Detroit-area car designer Karl Krumme had another idea: an upscale model with a deep metallic paint scheme, quilted upholstery, and with no shortage of chrome and accessories. He called his creation the Mangosta Sport Buggy and set up shop in Ventura, California, to build them in the early 1970s. Unfortunately, Krumme came a little late to the game, and his cars carried an unfathomably hefty price tag. Predictably, only a handful were built.
This example, which is believed to be the last such Sport Buggy built, was used by Mangosta for marketing and promotional purposes. However, after lackluster sales, the company closed up shop, and the buggy was stashed away in a warehouse, hardly driven and never registered. The Mangosta eventually ended up with the famous Movie World Cars of the Stars collection of Jim Brucker in Santa Paula, California. Sometime thereafter it was acquired by another prolific collector in Santa Barbara, under whose ownership it continued to sit and collect dust.
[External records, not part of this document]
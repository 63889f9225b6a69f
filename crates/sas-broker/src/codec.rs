//! Permission strings
//!
//! Callers express permissions as a string of letters. [`decode`] turns that
//! string into a [`PermissionSet`] checked against a kind's grantable units and
//! [`encode`] renders a set in the native `sp` syntax of a storage kind.

use crate::error::BrokerResult;
use crate::kind::ResourceKind;
use crate::permission::{AllowedPermissions, PermissionSet};

/// Whole-string forms accepted in addition to per-letter input.
const SHORTHANDS: [(&str, PermissionSet); 4] = [
    ("r", PermissionSet::READ),
    ("w", PermissionSet::WRITE),
    ("rw", PermissionSet::READ_WRITE),
    ("wr", PermissionSet::READ_WRITE),
];

const TABLE_LETTERS: &[(PermissionSet, char)] = &[
    (PermissionSet::READ, 'r'),
    (PermissionSet::ADD, 'a'),
    (PermissionSet::UPDATE, 'u'),
    (PermissionSet::DELETE, 'd'),
];

const QUEUE_LETTERS: &[(PermissionSet, char)] = &[
    (PermissionSet::READ, 'r'),
    (PermissionSet::ADD, 'a'),
    (PermissionSet::UPDATE, 'u'),
    (PermissionSet::DELETE, 'd'),
    (PermissionSet::PROCESS, 'p'),
];

fn push_letters(out: &mut String, set: PermissionSet, letters: &[(PermissionSet, char)]) {
    for &(flag, c) in letters {
        if set.contains(flag) {
            out.push(c);
        }
    }
}

fn letter_flag(c: char) -> Option<PermissionSet> {
    match c {
        'r' => Some(PermissionSet::READ),
        'a' => Some(PermissionSet::ADD),
        'u' => Some(PermissionSet::UPDATE),
        'd' => Some(PermissionSet::DELETE),
        'p' => Some(PermissionSet::PROCESS),
        _ => None,
    }
}

/// Parses a permission string.
///
/// The shorthands `r`, `w`, `rw` and `wr` are expanded first and then checked
/// like any other input. Otherwise letters from `r a u d p` are read left to
/// right and each one must be new and grantable on its own.
///
/// ```
/// use sas_broker::codec::decode;
/// use sas_broker::permission::{AllowedPermissions, PermissionSet};
///
/// assert_eq!(decode("rw", AllowedPermissions::BLOB).unwrap(), PermissionSet::READ_WRITE);
/// assert!(decode("a", AllowedPermissions::BLOB).is_err());
/// assert!(decode("rr", AllowedPermissions::TABLE).is_err());
/// ```
///
/// # Errors
/// Returns `InvalidPermissionString` if the string is blank, contains an
/// unknown letter, repeats a letter or asks for a right `allowed` does not
/// grant.
pub fn decode(letters: &str, allowed: AllowedPermissions) -> BrokerResult<PermissionSet> {
    if letters.trim().is_empty() {
        return Err(broker_error!(InvalidPermissionString, "permission string is empty"));
    }

    if let Some(&(_, set)) = SHORTHANDS.iter().find(|(s, _)| *s == letters) {
        if !allowed.permits(set) {
            return Err(broker_error!(
                InvalidPermissionString,
                "permission {} is not allowed for this resource",
                letters
            ));
        }
        return Ok(set);
    }

    let mut set = PermissionSet::NONE;
    for c in letters.chars() {
        let Some(flag) = letter_flag(c) else {
            return Err(broker_error!(InvalidPermissionString, "unknown permission letter: {:?}", c));
        };
        if set.contains(flag) {
            return Err(broker_error!(InvalidPermissionString, "duplicate permission letter: {:?}", c));
        }
        if !allowed.permits(flag) {
            return Err(broker_error!(
                InvalidPermissionString,
                "permission {:?} is not allowed for this resource",
                c
            ));
        }
        set |= flag;
    }
    Ok(set)
}

/// Renders `set` as the native `sp` value of `kind`.
///
/// Letters come out in the order `r a u d p`. Blob storage collapses the whole
/// write triple to `w` and has no meaning for `PROCESS`. Tables do not use
/// `PROCESS` either.
///
/// ```
/// use sas_broker::ResourceKind;
/// use sas_broker::codec::encode;
/// use sas_broker::permission::PermissionSet;
///
/// assert_eq!(encode(ResourceKind::Blob, PermissionSet::READ_WRITE).unwrap(), "rw");
/// assert_eq!(encode(ResourceKind::Table, PermissionSet::READ_WRITE).unwrap(), "raud");
/// ```
///
/// # Errors
/// Returns `InvalidPermissionString` for a blob set holding part of the write
/// triple without all of it.
pub fn encode(kind: ResourceKind, set: PermissionSet) -> BrokerResult<String> {
    let mut out = String::with_capacity(5);
    match kind {
        ResourceKind::Blob => {
            if set.contains(PermissionSet::READ) {
                out.push('r');
            }
            if set.contains(PermissionSet::WRITE) {
                out.push('w');
            } else if set.intersects(PermissionSet::WRITE) {
                return Err(broker_error!(
                    InvalidPermissionString,
                    "blobs do not support add, update or delete on their own, use write instead"
                ));
            }
        }
        ResourceKind::Table => push_letters(&mut out, set, TABLE_LETTERS),
        ResourceKind::Queue => push_letters(&mut out, set, QUEUE_LETTERS),
    }
    Ok(out)
}

#[cfg(test)]
mod tests {
    use super::*;

    use crate::BrokerErrorCode;

    fn decode_err(letters: &str, allowed: AllowedPermissions) -> BrokerErrorCode {
        decode(letters, allowed).unwrap_err().code()
    }

    #[test]
    fn shorthands() {
        let blob = AllowedPermissions::BLOB;
        assert_eq!(decode("r", blob).unwrap(), PermissionSet::READ);
        assert_eq!(decode("w", blob).unwrap(), PermissionSet::WRITE);
        assert_eq!(decode("rw", blob).unwrap(), PermissionSet::READ_WRITE);
        assert_eq!(decode("wr", blob).unwrap(), PermissionSet::READ_WRITE);

        let table = AllowedPermissions::TABLE;
        assert_eq!(decode("w", table).unwrap(), PermissionSet::WRITE);
        assert_eq!(decode("wr", table).unwrap(), PermissionSet::READ_WRITE);
    }

    #[test]
    fn shorthand_is_checked_against_allow_list() {
        static READ_ONLY: AllowedPermissions = AllowedPermissions::new(&[PermissionSet::READ]);
        assert_eq!(decode("r", READ_ONLY).unwrap(), PermissionSet::READ);
        assert_eq!(decode_err("w", READ_ONLY), BrokerErrorCode::InvalidPermissionString);
        assert_eq!(decode_err("rw", READ_ONLY), BrokerErrorCode::InvalidPermissionString);
    }

    #[test]
    fn letters() {
        let queue = AllowedPermissions::QUEUE;
        assert_eq!(
            decode("raup", queue).unwrap(),
            PermissionSet::READ | PermissionSet::ADD | PermissionSet::UPDATE | PermissionSet::PROCESS
        );
        assert_eq!(decode("pdr", queue).unwrap(), PermissionSet::READ | PermissionSet::DELETE | PermissionSet::PROCESS);
    }

    #[test]
    fn rejects() {
        let blob = AllowedPermissions::BLOB;
        let table = AllowedPermissions::TABLE;

        for letters in ["", "   ", "a", "u", "d", "p", "ra", "rwp", "ww"] {
            assert_eq!(decode_err(letters, blob), BrokerErrorCode::InvalidPermissionString, "{letters:?}");
        }
        for letters in ["rr", "raa", "x", "R", "r a", "rwx", "rwa"] {
            assert_eq!(decode_err(letters, table), BrokerErrorCode::InvalidPermissionString, "{letters:?}");
        }
    }

    #[test]
    fn encode_blob() {
        assert_eq!(encode(ResourceKind::Blob, PermissionSet::READ).unwrap(), "r");
        assert_eq!(encode(ResourceKind::Blob, PermissionSet::WRITE).unwrap(), "w");
        assert_eq!(encode(ResourceKind::Blob, PermissionSet::READ_WRITE).unwrap(), "rw");
        assert_eq!(
            encode(ResourceKind::Blob, PermissionSet::READ | PermissionSet::PROCESS).unwrap(),
            "r"
        );

        for partial in [
            PermissionSet::ADD,
            PermissionSet::UPDATE | PermissionSet::DELETE,
            PermissionSet::READ | PermissionSet::DELETE,
        ] {
            let err = encode(ResourceKind::Blob, partial).unwrap_err();
            assert_eq!(err.code(), BrokerErrorCode::InvalidPermissionString);
        }
    }

    #[test]
    fn encode_table_and_queue() {
        let everything = PermissionSet::READ_WRITE | PermissionSet::PROCESS;
        assert_eq!(encode(ResourceKind::Table, everything).unwrap(), "raud");
        assert_eq!(encode(ResourceKind::Queue, everything).unwrap(), "raudp");
        assert_eq!(encode(ResourceKind::Table, PermissionSet::PROCESS).unwrap(), "");
        assert_eq!(
            encode(ResourceKind::Queue, PermissionSet::PROCESS | PermissionSet::READ).unwrap(),
            "rp"
        );
    }

    #[test]
    fn decode_then_encode() {
        let cases = [
            (ResourceKind::Blob, "r", "r"),
            (ResourceKind::Blob, "w", "w"),
            (ResourceKind::Blob, "wr", "rw"),
            (ResourceKind::Table, "dar", "rad"),
            (ResourceKind::Table, "w", "aud"),
            (ResourceKind::Queue, "raup", "raup"),
            (ResourceKind::Queue, "pu", "up"),
        ];
        for (kind, input, expected) in cases {
            let set = decode(input, kind.allowed_permissions()).unwrap();
            assert_eq!(encode(kind, set).unwrap(), expected, "{kind} {input}");
        }
    }
}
It wasn’t until 2003 when well-known enthusiast and Volkswagen expert Randy Carlson stumbled upon the car while responding to an ad for a VW Squareback. Randy was amazed to discover such an incredibly original and unmolested buggy, and an exceedingly rare one at that. He was equally impressed by the thrill and speed of the machine. So much so that, as a father, he decided it best belonged with a more careful owner, which he found in John Dixon and the Taj Ma Garaj.
The metallic root-beer-brown gel coat drips with ’70s charm, as it should, since it was the company’s marketing showpiece. Orange, white, and green stripes run around the entire tube. Deep mud-plugging tires mounted on chrome Cragar wheels give it both purpose and elegance. Its interior is comparatively opulent, with quilted brown vinyl trim draped over every surface. Front-seat passengers are treated to deep racing-style seats, and an upholstered rear area is ready for a couple of friends or perhaps a cooler stocked with supplies.
So quintessential is this Mangosta Sport Buggy that it even made an appearance in the Hollywood shock flick Revenge of the Cheerleaders, a movie that could only have been made in the ’70s. If ever there was an automotive icon of an era, the Mangosta Sport Buggy may have been it.